- _Assigned task_
The records below must be copied in full, exactly as they read.

══ Data for analysis ══

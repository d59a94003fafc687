//! PostgreSQL implementation of the deal repository.
//!
//! Filtered reads are assembled with [`sqlx::QueryBuilder`]. Every filter value
//! goes through `push_bind`, so user input only ever reaches the server as a
//! bound parameter.

use async_trait::async_trait;
use sqlx::{PgPool, Postgres, QueryBuilder};
use std::sync::Arc;

use crate::domain::entities::Deal;
use crate::domain::repositories::{DealFilter, DealRepository};
use crate::error::AppError;

const SELECT_DEALS: &str =
    "SELECT id, name, contact_name, company, value, stage, created_at, close_date FROM deals";

/// PostgreSQL repository for deal reads.
pub struct PgDealRepository {
    pool: Arc<PgPool>,
}

impl PgDealRepository {
    /// Creates a new repository with a database connection pool.
    pub fn new(pool: Arc<PgPool>) -> Self {
        Self { pool }
    }
}

/// Escapes `LIKE` metacharacters so the search text matches literally.
///
/// PostgreSQL uses `\` as the default `LIKE` escape character.
pub fn escape_like(input: &str) -> String {
    let mut escaped = String::with_capacity(input.len());
    for c in input.chars() {
        if matches!(c, '\\' | '%' | '_') {
            escaped.push('\\');
        }
        escaped.push(c);
    }
    escaped
}

/// Builds the filtered listing query for `filter`.
///
/// Predicates are ANDed in a fixed order (search, stage, min value, max value,
/// start date, end date) and the result is ordered by `created_at DESC`.
pub fn build_filtered_query(filter: &DealFilter) -> QueryBuilder<'static, Postgres> {
    let mut qb = QueryBuilder::new(SELECT_DEALS);
    qb.push(" WHERE TRUE");

    if let Some(search) = &filter.search {
        let pattern = format!("%{}%", escape_like(search));
        qb.push(" AND (name ILIKE ")
            .push_bind(pattern.clone())
            .push(" OR contact_name ILIKE ")
            .push_bind(pattern.clone())
            .push(" OR company ILIKE ")
            .push_bind(pattern)
            .push(")");
    }
    if let Some(stage) = filter.stage {
        qb.push(" AND stage = ").push_bind(stage);
    }
    if let Some(min) = filter.min_value {
        qb.push(" AND value >= ").push_bind(min);
    }
    if let Some(max) = filter.max_value {
        qb.push(" AND value <= ").push_bind(max);
    }
    if let Some(start) = filter.start_date {
        qb.push(" AND created_at >= ").push_bind(start);
    }
    if let Some(end) = filter.end_date {
        qb.push(" AND close_date <= ").push_bind(end);
    }

    qb.push(" ORDER BY created_at DESC");
    qb
}

#[async_trait]
impl DealRepository for PgDealRepository {
    async fn find_filtered(&self, filter: &DealFilter) -> Result<Vec<Deal>, AppError> {
        let mut qb = build_filtered_query(filter);
        tracing::debug!(sql = qb.sql(), "Executing filtered deal query");

        let deals = qb
            .build_query_as::<Deal>()
            .fetch_all(self.pool.as_ref())
            .await?;

        Ok(deals)
    }

    async fn find_by_id(&self, id: i64) -> Result<Option<Deal>, AppError> {
        let deal = sqlx::query_as::<_, Deal>(
            r#"
            SELECT id, name, contact_name, company, value, stage, created_at, close_date
            FROM deals
            WHERE id = $1
            "#,
        )
        .bind(id)
        .fetch_optional(self.pool.as_ref())
        .await?;

        Ok(deal)
    }

    async fn ping(&self) -> Result<(), AppError> {
        sqlx::query("SELECT 1").execute(self.pool.as_ref()).await?;
        Ok(())
    }
}

#[cfg(test)]
mod tests {
    use super::*;
    use crate::domain::entities::DealStage;
    use chrono::{TimeZone, Utc};
    use rust_decimal::Decimal;

    #[test]
    fn test_empty_filter_has_no_predicates() {
        let qb = build_filtered_query(&DealFilter::new());
        assert_eq!(
            qb.sql(),
            format!("{SELECT_DEALS} WHERE TRUE ORDER BY created_at DESC")
        );
    }

    #[test]
    fn test_search_binds_three_parameters() {
        let filter = DealFilter::new().with_search(Some("acme".to_string()));
        let qb = build_filtered_query(&filter);

        assert_eq!(
            qb.sql(),
            format!(
                "{SELECT_DEALS} WHERE TRUE AND (name ILIKE $1 OR contact_name ILIKE $2 \
                 OR company ILIKE $3) ORDER BY created_at DESC"
            )
        );
    }

    #[test]
    fn test_all_filters_in_order() {
        let filter = DealFilter::new()
            .with_search(Some("acme".to_string()))
            .with_stage(Some(DealStage::Won))
            .with_value_range(Some(Decimal::new(1000, 0)), Some(Decimal::new(5000, 0)))
            .with_date_range(
                Some(Utc.with_ymd_and_hms(2025, 1, 1, 0, 0, 0).unwrap()),
                Some(Utc.with_ymd_and_hms(2025, 12, 31, 0, 0, 0).unwrap()),
            );
        let qb = build_filtered_query(&filter);
        let sql = qb.sql();

        assert!(sql.contains(" AND stage = $4"));
        assert!(sql.contains(" AND value >= $5"));
        assert!(sql.contains(" AND value <= $6"));
        assert!(sql.contains(" AND created_at >= $7"));
        assert!(sql.contains(" AND close_date <= $8"));
        assert!(sql.ends_with("ORDER BY created_at DESC"));
    }

    #[test]
    fn test_end_date_bounds_close_date() {
        let filter = DealFilter::new()
            .with_date_range(None, Some(Utc.with_ymd_and_hms(2025, 6, 1, 0, 0, 0).unwrap()));
        let qb = build_filtered_query(&filter);

        assert!(qb.sql().contains("close_date <= $1"));
        assert!(!qb.sql().contains("created_at >="));
    }

    #[test]
    fn test_user_input_never_reaches_sql_text() {
        let hostile = "x'; DROP TABLE deals; --";
        let filter = DealFilter::new().with_search(Some(hostile.to_string()));
        let qb = build_filtered_query(&filter);

        assert!(!qb.sql().contains("DROP TABLE"));
    }

    #[test]
    fn test_escape_like() {
        assert_eq!(escape_like("acme"), "acme");
        assert_eq!(escape_like("50%_off"), "50\\%\\_off");
        assert_eq!(escape_like("a\\b"), "a\\\\b");
    }
}
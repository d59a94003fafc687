//! Client-side error taxonomy.

use super::response::DecodeError;

#[derive(Debug, thiserror::Error)]
pub enum ClientError {
    /// No response was received, including timeouts.
    #[error("network error: {0}")]
    Network(String),

    /// Non-2xx response other than validation or not-found.
    #[error("server error ({status}): {message}")]
    Server { status: u16, message: String },

    /// The server rejected the filter input (400).
    #[error("{0}")]
    Validation(String),

    /// Single-entity lookup missed (404).
    #[error("{0}")]
    NotFound(String),

    #[error("could not decode response: {0}")]
    Decode(#[from] DecodeError),

    #[error("invalid API base URL '{url}': {reason}")]
    InvalidBaseUrl { url: String, reason: String },
}

impl From<reqwest::Error> for ClientError {
    fn from(e: reqwest::Error) -> Self {
        if e.is_timeout() {
            ClientError::Network("request timed out".to_string())
        } else {
            ClientError::Network(e.to_string())
        }
    }
}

═══

- _Output for this task_
repository d59a94003fafc687
//! PostgreSQL implementation of the deal repository.
//!
//! Filtered reads are assembled with [`sqlx::QueryBuilder`]. Every filter value
//! goes through `push_bind`, so user input only ever reaches the server as a
//! bound parameter.

use async_trait::async_trait;
use sqlx::{PgPool, Postgres, QueryBuilder};
use std::sync::Arc;

use crate::domain::entities::Deal;
use crate::domain::repositories::{DealFilter, DealRepository};
use crate::error::AppError;

const SELECT_DEALS: &str =
    "SELECT id, name, contact_name, company, value, stage, created_at, close_date FROM deals";

/// PostgreSQL repository for deal reads.
pub struct PgDealRepository {
    pool: Arc<PgPool>,
}

impl PgDealRepository {
    /// Creates a new repository with a database connection pool.
    pub fn new(pool: Arc<PgPool>) -> Self {
        Self { pool }
    }
}

/// Escapes `LIKE` metacharacters so the search text matches literally.
///
/// PostgreSQL uses `\` as the default `LIKE` escape character.
pub fn escape_like(input: &str) -> String {
    let mut escaped = String::with_capacity(input.len());
    for c in input.chars() {
        if matches!(c, '\\' | '%' | '_') {
            escaped.push('\\');
        }
        escaped.push(c);
    }
    escaped
}

/// Builds the filtered listing query for `filter`.
///
/// Predicates are ANDed in a fixed order (search, stage, min value, max value,
/// start date, end date) and the result is ordered by `created_at DESC`.
pub fn build_filtered_query(filter: &DealFilter) -> QueryBuilder<'static, Postgres> {
    let mut qb = QueryBuilder::new(SELECT_DEALS);
    qb.push(" WHERE TRUE");

    if let Some(search) = &filter.search {
        let pattern = format!("%{}%", escape_like(search));
        qb.push(" AND (name ILIKE ")
            .push_bind(pattern.clone())
            .push(" OR contact_name ILIKE ")
            .push_bind(pattern.clone())
            .push(" OR company ILIKE ")
            .push_bind(pattern)
            .push(")");
    }
    if let Some(stage) = filter.stage {
        qb.push(" AND stage = ").push_bind(stage);
    }
    if let Some(min) = filter.min_value {
        qb.push(" AND value >= ").push_bind(min);
    }
    if let Some(max) = filter.max_value {
        qb.push(" AND value <= ").push_bind(max);
    }
    if let Some(start) = filter.start_date {
        qb.push(" AND created_at >= ").push_bind(start);
    }
    if let Some(end) = filter.end_date {
        qb.push(" AND close_date <= ").push_bind(end);
    }

    qb.push(" ORDER BY created_at DESC");
    qb
}

#[async_trait]
impl DealRepository for PgDealRepository {
    async fn find_filtered(&self, filter: &DealFilter) -> Result<Vec<Deal>, AppError> {
        let mut qb = build_filtered_query(filter);
        tracing::debug!(sql = qb.sql(), "Executing filtered deal query");

        let deals = qb
            .build_query_as::<Deal>()
            .fetch_all(self.pool.as_ref())
            .await?;

        Ok(deals)
    }

    async fn find_by_id(&self, id: i64) -> Result<Option<Deal>, AppError> {
        let deal = sqlx::query_as::<_, Deal>(
            r#"
            SELECT id, name, contact_name, company, value, stage, created_at, close_date
            FROM deals
            WHERE id = $1
            "#,
        )
        .bind(id)
        .fetch_optional(self.pool.as_ref())
        .await?;

        Ok(deal)
    }

    async fn ping(&self) -> Result<(), AppError> {
        sqlx::query("SELECT 1").execute(self.pool.as_ref()).await?;
        Ok(())
    }
}

#[cfg(test)]
mod tests {
    use super::*;
    use crate::domain::entities::DealStage;
    use chrono::{TimeZone, Utc};
    use rust_decimal::Decimal;

    #[test]
    fn test_empty_filter_has_no_predicates() {
        let qb = build_filtered_query(&DealFilter::new());
        assert_eq!(
            qb.sql(),
            format!("{SELECT_DEALS} WHERE TRUE ORDER BY created_at DESC")
        );
    }

    #[test]
    fn test_search_binds_three_parameters() {
        let filter = DealFilter::new().with_search(Some("acme".to_string()));
        let qb = build_filtered_query(&filter);

        assert_eq!(
            qb.sql(),
            format!(
                "{SELECT_DEALS} WHERE TRUE AND (name ILIKE $1 OR contact_name ILIKE $2 \
                 OR company ILIKE $3) ORDER BY created_at DESC"
            )
        );
    }

    #[test]
    fn test_all_filters_in_order() {
        let filter = DealFilter::new()
            .with_search(Some("acme".to_string()))
            .with_stage(Some(DealStage::Won))
            .with_value_range(Some(Decimal::new(1000, 0)), Some(Decimal::new(5000, 0)))
            .with_date_range(
                Some(Utc.with_ymd_and_hms(2025, 1, 1, 0, 0, 0).unwrap()),
                Some(Utc.with_ymd_and_hms(2025, 12, 31, 0, 0, 0).unwrap()),
            );
        let qb = build_filtered_query(&filter);
        let sql = qb.sql();

        assert!(sql.contains(" AND stage = $4"));
        assert!(sql.contains(" AND value >= $5"));
        assert!(sql.contains(" AND value <= $6"));
        assert!(sql.contains(" AND created_at >= $7"));
        assert!(sql.contains(" AND close_date <= $8"));
        assert!(sql.ends_with("ORDER BY created_at DESC"));
    }

    #[test]
    fn test_end_date_bounds_close_date() {
        let filter = DealFilter::new()
            .with_date_range(None, Some(Utc.with_ymd_and_hms(2025, 6, 1, 0, 0, 0).unwrap()));
        let qb = build_filtered_query(&filter);

        assert!(qb.sql().contains("close_date <= $1"));
        assert!(!qb.sql().contains("created_at >="));
    }

    #[test]
    fn test_user_input_never_reaches_sql_text() {
        let hostile = "x'; DROP TABLE deals; --";
        let filter = DealFilter::new().with_search(Some(hostile.to_string()));
        let qb = build_filtered_query(&filter);

        assert!(!qb.sql().contains("DROP TABLE"));
    }

    #[test]
    fn test_escape_like() {
        assert_eq!(escape_like("acme"), "acme");
        assert_eq!(escape_like("50%_off"), "50\\%\\_off");
        assert_eq!(escape_like("a\\b"), "a\\\\b");
    }
}
repository d59a94003fafc687
//! Client-side error taxonomy.

use super::response::DecodeError;

#[derive(Debug, thiserror::Error)]
pub enum ClientError {
    /// No response was received, including timeouts.
    #[error("network error: {0}")]
    Network(String),

    /// Non-2xx response other than validation or not-found.
    #[error("server error ({status}): {message}")]
    Server { status: u16, message: String },

    /// The server rejected the filter input (400).
    #[error("{0}")]
    Validation(String),

    /// Single-entity lookup missed (404).
    #[error("{0}")]
    NotFound(String),

    #[error("could not decode response: {0}")]
    Decode(#[from] DecodeError),

    #[error("invalid API base URL '{url}': {reason}")]
    InvalidBaseUrl { url: String, reason: String },
}

impl From<reqwest::Error> for ClientError {
    fn from(e: reqwest::Error) -> Self {
        if e.is_timeout() {
            ClientError::Network("request timed out".to_string())
        } else {
            ClientError::Network(e.to_string())
        }
    }
}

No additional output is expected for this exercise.